A presentation, "Grid enabling legacy applications for scalability - experiences of a production grid on the UK NGS", based on the work reported here, is scheduled to take place at AHM2005 on Monday 19 th September at 17.00-20.00.
Conference website http://www.allhands.org.uk/.
Dr Lakshmi Sastry, Rutherford Appleton Laboratory, tel. 01235 445428, e-mail M.Sastry@rl.ac.uk
Dr Toby Perring, Rutherford Appleton Laboratory, tel. 01235 445428, e-mail email@example.com
Judy Redfearn, e-Science/Research communications officer, JISC/e-Science Core Programme tel. 07768 356309 e-mail: firstname.lastname@example.org
GAPtk http://www.e-science.clrc.ac.uk/web/projects/gaptk; http://www.e-science.clrc.ac.uk/web/projects/eve;
UK e-Science Programme www.rcuk.ac.uk/escience
Notes for Editors
- e-Science is the very large scale science that can be carried out by pooling access to very large digital data collections, very large scale computing resources and high performance visualisation held at different sites.

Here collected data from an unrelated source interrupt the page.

// Core data structures for the wikireel pipeline

use serde::{Deserialize, Serialize};

use crate::utils::error::SkipReason;

/// Display fields of a harvested article
#[derive(Debug, Clone, PartialEq, Serialize, Deserialize)]
pub struct ArticleData {
    pub article_image: String,
    pub article_summary: String, // truncated to 500 chars + "..."
    pub article_sub_tag: String,
    pub article_heading: String,
    pub article_link: String,
}

/// Metadata of an uploaded audio summary
#[derive(Debug, Clone, PartialEq, Serialize, Deserialize)]
pub struct AudioData {
    pub file_url: String,
    pub file_public_id: Option<String>,
    pub file_format: Option<String>,
    pub duration: Option<f64>, // seconds
    pub file_size: Option<u64>, // bytes
    pub technical: Option<serde_json::Value>,
}

/// The persisted article record, keyed by `article_id`
#[derive(Debug, Clone, PartialEq, Serialize, Deserialize)]
pub struct Article {
    pub article_id: i64,
    pub article_data: ArticleData,
    pub article_embedding: Vec<f32>,
    pub audio_data: Option<AudioData>,
    pub tags: [String; 2], // [main category, subcategory]
}

impl Article {
    /// Main category tag
    pub fn main_category(&self) -> &str {
        &self.tags[0]
    }

    /// Subcategory tag
    pub fn subcategory(&self) -> &str {
        &self.tags[1]
    }

    /// Whether an audio summary was attached
    pub fn has_audio(&self) -> bool {
        self.audio_data.is_some()
    }
}

/// A topic and the Wikipedia categories sampled for it
#[derive(Debug, Clone, PartialEq, Eq, Serialize, Deserialize)]
pub struct TopicCategory {
    pub name: String,
    pub subcategories: Vec<String>,
}

impl TopicCategory {
    pub fn new(name: impl Into<String>, subcategories: &[&str]) -> Self {
        Self {
            name: name.into(),
            subcategories: subcategories.iter().map(|s| s.to_string()).collect(),
        }
    }

    /// The fixed topic catalog
    pub fn catalog() -> Vec<Self> {
        vec![
            Self::new("Artificial Intelligence", &["Artificial intelligence"]),
            Self::new("Space Exploration", &["Space exploration"]),
            Self::new("World Wars", &["World War II"]),
            Self::new("Hollywood & Cinema", &["Film"]),
            Self::new("Music History", &["Music"]),
            Self::new("Olympics & Global Sports", &["Olympic Games"]),
            Self::new("Physics & Chemistry", &["Physics"]),
            Self::new("Medical Innovations", &["Medicine"]),
            Self::new("Environmental Science", &["Environmental science"]),
            Self::new("Global Politics", &["Politics"]),
            Self::new("Stock Market & Economy", &["Economics"]),
            Self::new("Philosophy & Ethics", &["Philosophy"]),
            Self::new("Psychology & Neuroscience", &["Neuroscience"]),
            Self::new("Modern Literature", &["Literature"]),
        ]
    }
}

/// Per-run crawl counters
#[derive(Debug, Clone, Default, PartialEq, Eq, Serialize)]
pub struct CrawlStats {
    pub attempts: u32,
    pub empty_categories: u32,
    pub failed_requests: u32,
    pub candidates: u32,
    pub skipped_missing: u32,
    pub skipped_no_summary: u32,
    pub skipped_no_image: u32,
    pub skipped_no_embedding: u32,
    pub skipped_duplicate: u32,
    pub missing_audio: u32,
    pub collected: u32,
}

impl CrawlStats {
    /// Count a dropped candidate under its reason
    pub fn record_skip(&mut self, reason: &SkipReason) {
        match reason {
            SkipReason::MissingPage => self.skipped_missing += 1,
            SkipReason::NoSummary => self.skipped_no_summary += 1,
            SkipReason::NoImage => self.skipped_no_image += 1,
            SkipReason::NoEmbedding => self.skipped_no_embedding += 1,
            SkipReason::Duplicate => self.skipped_duplicate += 1,
        }
    }

    /// Share of candidates that made it into the output (0.0 - 1.0)
    pub fn acceptance_rate(&self) -> f64 {
        if self.candidates == 0 {
            return 1.0;
        }
        self.collected as f64 / self.candidates as f64
    }
}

- A computing grid refers to geographically dispersed computing resources that are linked together by software known as middleware so that the resources can be shared. The vision is to provide computing resources to the consumer in a similar way to the electric power grid. The consumer can access electric or computing power without knowing which power station or computer it is coming from.
- The UK e-Science Programme is a coordinated £230M initiative involving all the Research Councils and the Department of Trade and Industry. It has also leveraged industrial investment of £30M. The Engineering and Physical Sciences Research Council manages the e-Science Core Programme, which is developing generic technologies, on behalf of all the Research Councils.
- The UK e-Science Programme as a whole is fostering the development of IT and grid technologies to enable new ways of doing faster, better or different research, with the aim of establishing a sustainable, national e-infrastructure for research and innovation. Further information at www.rcuk.ac.uk/escience.